***** DATA FOR PROCESSING
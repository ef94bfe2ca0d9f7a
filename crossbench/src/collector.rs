use crate::fetch::{Fetch, FetchError, FetchResponse};
use crossbench_core::{EndpointDescriptor, Sample};
use std::num::NonZeroU32;
use std::time::Duration;
use tokio::time::Instant;
#[allow(unused_imports)]
use tracing::{debug, error, info, trace, warn};

/// Takes timed samples of a single endpoint, one request at a time.
pub struct Collector<'a, F> {
    fetcher: &'a F,
    timeout: Option<Duration>,
}

impl<'a, F: Fetch> Collector<'a, F> {
    pub fn new(fetcher: &'a F, timeout: Option<Duration>) -> Self {
        #[cfg(feature = "metrics")]
        describe_metrics();

        Self { fetcher, timeout }
    }

    /// Issues exactly `iterations` requests, strictly in sequence, and returns one sample per
    /// request in issue order.
    ///
    /// A request that fails or times out is recorded as a failed sample carrying the time spent
    /// waiting for it. It is never retried. `on_sample` runs after each sample is recorded.
    pub async fn collect(
        &self,
        endpoint: &EndpointDescriptor,
        iterations: NonZeroU32,
        mut on_sample: impl FnMut(&Sample),
    ) -> Vec<Sample> {
        let url = endpoint.url();
        let mut samples = Vec::with_capacity(iterations.get() as usize);

        for i in 0..iterations.get() {
            let start = Instant::now();
            let res = self.send(&url).await;
            let sample = Sample::new(start.elapsed(), res.is_ok());

            match res {
                Ok(response) => trace!(
                    "{} #{i}: {}ms (status {}{})",
                    endpoint.id,
                    sample.duration_ms,
                    response.status,
                    if response.is_success() { "" } else { ", non-2xx" }
                ),
                Err(err) => warn!(
                    "{} #{i} failed after {}ms: {err}",
                    endpoint.id, sample.duration_ms
                ),
            }

            #[cfg(feature = "metrics")]
            record_metrics(endpoint, &sample);

            on_sample(&sample);
            samples.push(sample);
        }

        samples
    }

    async fn send(&self, url: &str) -> Result<FetchResponse, FetchError> {
        match self.timeout {
            Some(limit) => tokio::time::timeout(limit, self.fetcher.get(url))
                .await
                .unwrap_or(Err(FetchError::Timeout(limit))),
            None => self.fetcher.get(url).await,
        }
    }
}

#[cfg(feature = "metrics")]
fn describe_metrics() {
    metrics::describe_histogram!(
        "crossbench_latency",
        metrics::Unit::Milliseconds,
        "Round-trip time of a benchmark request"
    );
}

#[cfg(feature = "metrics")]
fn record_metrics(endpoint: &EndpointDescriptor, sample: &Sample) {
    metrics::histogram!("crossbench_latency", "endpoint" => endpoint.id.clone())
        .record(sample.duration_ms as f64);

    if sample.succeeded {
        metrics::counter!("crossbench_success", "endpoint" => endpoint.id.clone()).increment(1);
    } else {
        metrics::counter!("crossbench_error", "endpoint" => endpoint.id.clone()).increment(1);
    }
}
**********
**BRIEF:** What lines in the entries above include the string "failed"? Return each one.

**TASK OUTPUT:**
    /// A request that fails or times out is recorded as a failed sample carrying the time spent
                    "{} #{i} failed after {}ms: {err}",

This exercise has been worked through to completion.